**Exercise description**:
To answer, print the line containing "init_tracing(cli.log_level);" and each line after it in the listing below, exactly as they stand.

BEGIN

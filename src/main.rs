use std::io;

use anyhow::Result;
use clap::Parser;

use ripple::cli::commands;
use ripple::cli::{Cli, Commands, LogLevel};

fn main() -> Result<()> {
    let cli = Cli::parse();
    init_tracing(cli.log_level);

    match cli.command {
        Commands::Analyze {
            ref entries,
            ref changes,
            ref changes_file,
            ref file,
            change_type,
            ref exports,
        } => {
            let project = commands::load_project(cli.root.as_deref(), cli.config.as_deref())?;
            let changes = commands::gather_changes(
                &project,
                changes.as_deref(),
                changes_file.as_deref(),
                file.as_deref(),
                change_type.map(Into::into),
                exports.as_deref(),
            )?;
            let (output, has_failures) =
                commands::run_analyze(&project, entries, changes, &cli.format)?;
            println!("{}", output);
            if has_failures {
                std::process::exit(1);
            }
        }

        Commands::Git {
            ref entries,
            ref range,
            detailed,
            list,
        } => {
            let project = commands::load_project(cli.root.as_deref(), cli.config.as_deref())?;
            let (output, has_failures) =
                commands::run_git(&project, entries, range, detailed, list, &cli.format)?;
            println!("{}", output);
            if has_failures {
                std::process::exit(1);
            }
        }

        Commands::Worker => commands::run_worker()?,
    }

    Ok(())
}

/// Diagnostics go to stderr so stdout stays parseable.
fn init_tracing(level: LogLevel) {
    use tracing_subscriber::EnvFilter;

    let filter = EnvFilter::try_from_default_env()
        .unwrap_or_else(|_| EnvFilter::new(level.to_tracing_level().to_string()));

    tracing_subscriber::fmt()
        .with_env_filter(filter)
        .with_target(false)
        .with_writer(io::stderr)
        .init();
}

END

**Solution for this task**:
    init_tracing(cli.log_level);

    match cli.command {
        Commands::Analyze {
            ref entries,
            ref changes,
            ref changes_file,
            ref file,
            change_type,
            ref exports,
        } => {
            let project = commands::load_project(cli.root.as_deref(), cli.config.as_deref())?;
            let changes = commands::gather_changes(
                &project,
                changes.as_deref(),
                changes_file.as_deref(),
                file.as_deref(),
                change_type.map(Into::into),
                exports.as_deref(),
            )?;
            let (output, has_failures) =
                commands::run_analyze(&project, entries, changes, &cli.format)?;
            println!("{}", output);
            if has_failures {
                std::process::exit(1);
            }
        }

        Commands::Git {
            ref entries,
            ref range,
            detailed,
            list,
        } => {
            let project = commands::load_project(cli.root.as_deref(), cli.config.as_deref())?;
            let (output, has_failures) =
                commands::run_git(&project, entries, range, detailed, list, &cli.format)?;
            println!("{}", output);
            if has_failures {
                std::process::exit(1);
            }
        }

        Commands::Worker => commands::run_worker()?,
    }

    Ok(())
}

/// Diagnostics go to stderr so stdout stays parseable.
fn init_tracing(level: LogLevel) {
    use tracing_subscriber::EnvFilter;

    let filter = EnvFilter::try_from_default_env()
        .unwrap_or_else(|_| EnvFilter::new(level.to_tracing_level().to_string()));

    tracing_subscriber::fmt()
        .with_env_filter(filter)
        .with_target(false)
        .with_writer(io::stderr)
        .init();
}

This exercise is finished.